_Activity_: Check every line of the records below for the string "counter" and copy the ones that have it.

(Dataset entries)
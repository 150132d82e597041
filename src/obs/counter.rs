// self
use crate::obs::{CallKind, CallOutcome};

/// Records a call outcome via the global metrics recorder (when enabled).
pub fn record_call_outcome(kind: CallKind, outcome: CallOutcome) {
	#[cfg(feature = "metrics")]
	{
		metrics::counter!(
			"pledge_client_call_total",
			"kind" => kind.as_str(),
			"outcome" => outcome.as_str()
		)
		.increment(1);
	}

	#[cfg(not(feature = "metrics"))]
	{
		let _ = (kind, outcome);
	}
}

#[cfg(test)]
mod tests {
	// self
	use super::*;

	#[test]
	fn record_call_outcome_without_recorder() {
		record_call_outcome(CallKind::Refresh, CallOutcome::Failure);
	}
}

_Worked solution_:
filename src/obs/counter.rs
		metrics::counter!(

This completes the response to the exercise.